Saint-Kilda est un archipel appartenant à l'Écosse situé au large des Hébrides extérieures, isolé dans l'océan Atlantique, à plus de 150 kilomètres des côtes. Son île principale, Hirta, avec ses impressionnantes falaises maritimes, n'a jamais connu une population excédant la centaine d'habitants. Conclusion d'un déclin démographique long de près d'un siècle, lié à des conditions de vie très rudes, l'île fut évacuée en 1930 à la demande de ses propres habitants. C'est ce contexte-là, très singulier dans l'histoire ilienne, qu'a choisi Michael Powell pour son tout premier film personnel réalisé en 1937, à la croisée des univers de Flaherty et Epstein, 3 ans après L'Homme d'Aran et 8 ans après Finis Terrae. Détail intéressant, il se met lui-même en scène, accompagné de sa femme, dans le rôle d'un navigateur arborant les côtes de Hirta et intrigué par l'histoire de cette île récemment désertée, à l'angle du monde. Alors qu'il arpente une crête enherbée, il découvre une pierre tombale portant la mystérieuse mention "gone over", initiant le long flashback au centre du film.

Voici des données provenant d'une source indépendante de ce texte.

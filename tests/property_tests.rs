//! Property-based tests for mhdash using proptest
//!
//! Header normalization and the KPI aggregation are exercised with
//! generated inputs; the CLI is fuzzed with random selections against the
//! bundled demo data.

use assert_cmd::prelude::*;
use mhdash::analysis::Selection;
use mhdash::analysis::metrics::rate_kpis;
use mhdash::data::DisorderRecord;
use mhdash::data::normalize::{is_normalized, normalize_column};
use proptest::prelude::*;
use std::process::Command;

const NAME: &str = "mhdash";

/// Header-like strings with mixed case, padding and separators
fn header_strategy() -> impl Strategy<Value = String> {
    prop_oneof![
        r"[A-Za-z]{1,10}( [A-Za-z0-9]{1,8}){0,3}",
        r" {0,3}[A-Za-z]{1,6}[ /-]{1,3}[a-z0-9]{1,6} {0,3}",
        Just("Nb of users per 100000".to_string()),
        Just("\u{feff}Country".to_string()),
    ]
}

fn disorder_row(sex: &str, prevalence: f64) -> DisorderRecord {
    DisorderRecord {
        country: "Lebanon".to_string(),
        cause: "Anxiety disorders".to_string(),
        sex: sex.to_string(),
        age: "All ages".to_string(),
        year: 2021,
        prevalence_rate: prevalence,
        incidence_rate: prevalence / 10.0,
        ylds_rate: prevalence / 8.0,
    }
}

proptest! {
    #[test]
    fn test_normalized_headers_are_canonical(header in header_strategy()) {
        let normalized = normalize_column(&header);
        prop_assert!(is_normalized(&normalized), "{normalized:?} from {header:?}");
    }

    #[test]
    fn test_normalize_is_idempotent(header in header_strategy()) {
        let once = normalize_column(&header);
        prop_assert_eq!(normalize_column(&once), once);
    }

    #[test]
    fn test_mean_lies_between_extremes(
        values in prop::collection::vec(0.0f64..100_000.0, 2..20)
    ) {
        let sexes: Vec<String> = (0..values.len()).map(|i| format!("group-{i}")).collect();
        let rows: Vec<DisorderRecord> = sexes
            .iter()
            .zip(&values)
            .map(|(sex, &v)| disorder_row(sex, v))
            .collect();
        let selection = Selection {
            sexes,
            ..Default::default()
        };

        let kpis = rate_kpis(&rows, "Lebanon", 2021, &selection);
        prop_assert_eq!(kpis.matched_rows, values.len());

        let prevalence = kpis.prevalence.unwrap_or(f64::NAN);
        let min = values.iter().cloned().fold(f64::INFINITY, f64::min);
        let max = values.iter().cloned().fold(f64::NEG_INFINITY, f64::max);
        prop_assert!(prevalence >= min - 1e-6 && prevalence <= max + 1e-6);
    }

    #[test]
    fn test_single_row_is_exact(value in 0.0f64..100_000.0) {
        let rows = vec![disorder_row("Female", value)];
        let selection = Selection {
            sexes: vec!["Female".to_string()],
            ..Default::default()
        };

        let kpis = rate_kpis(&rows, "Lebanon", 2021, &selection);
        prop_assert_eq!(kpis.prevalence, Some(value));
        prop_assert_eq!(kpis.ylds, Some(value / 8.0));
    }
}

proptest! {
    #![proptest_config(ProptestConfig::with_cases(16))]

    #[test]
    fn test_cli_handles_random_selection(
        disorder in r"[A-Za-z ]{1,20}",
        from in 1990i32..2030,
        span in 0i32..10,
    ) {
        let mut cmd = Command::cargo_bin(NAME).unwrap();
        cmd.arg("--no-config")
            .arg("--data-dir")
            .arg(format!("{}/demos/data", env!("CARGO_MANIFEST_DIR")))
            .arg("--format")
            .arg("minimal")
            .arg("--disorder")
            .arg(&disorder)
            .arg("--year-from")
            .arg(from.to_string())
            .arg("--year-to")
            .arg((from + span).to_string());

        // Unknown values match no rows but never fail the render
        cmd.assert().success();
    }
}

C’est donc le récit d’une petite communauté au début du 20ème siècle, et de son mode de vie si particulier au sein d’un environnement hostile. N’ayant pas obtenu les droits pour tourner directement à Saint-Kilda, Powell se reporta sur une autre île écossaise appartenant à l’archipel des Shetland, au Nord. Un cadre de choix pour proposer un précieux témoignage sur des coutumes en voie de disparition, perfusées par un danger permanent : il y a bien sûr les falaises vertigineuses et les côtes rocheuses frappées par d’immenses vagues, diffusant une violence continue, mais les épreuves ne sont pas réservées aux activités sur la grève. À commencer par la diminution constante de la population ilienne, les jeunes étant de plus en plus attirés par la vie sur le continent, les transports maritimes devenant plus réguliers et accessibles. Il faut également compter des hivers de plus en plus difficiles à traverser, les stocks de tourbe et de nourriture s’amenuisant au terme d’une récolte annuelle trop ténue, ainsi que la concurrence des nouveaux chalutiers dans cette région qui compte énormément sur les ressources halieutiques. Sommet de l’isolation, le courrier ne transite à travers l’océan qu’une fois par mois.

Mais Powell n’est pas Flaherty, ce qui l’intéresse avant tout, au-delà d’un certain naturalisme à tendance documentaire, c’est l’immense potentiel tragique de ces contrées et de cette histoire humaine : The Edge of the World, à ce titre, explore une dimension sensiblement différente, du côté de la tragédie romantique. Les deux composantes documentaire et fictionnelles se rejoignent à l’occasion d’une rivalité entre deux familles dont les enfants sont amoureux, sans l’accord inconditionnel des parents. Des tensions apparaissent alors entre le frère et l’amant, Robbie et Andrew, le premier ne désirant pas perpétuer un tel mode de vie spartiate, les yeux rivés sur les sommets des montagnes écossaises continentales que l’on voit au loin les jours de beau temps. Assaillis par les difficultés grandissantes, les habitants envisagent désormais sérieusement d’abandonner leur île natale et se résolvent à trancher la question de la préservation de leur mode de vie traditionnel au moyen d’une compétition entre Robbie et Andrew. L’escalade d’une falaise abrupte à mains nues, sans protection, devait à l’origine désigner un vainqueur et déterminer le futur de l’île.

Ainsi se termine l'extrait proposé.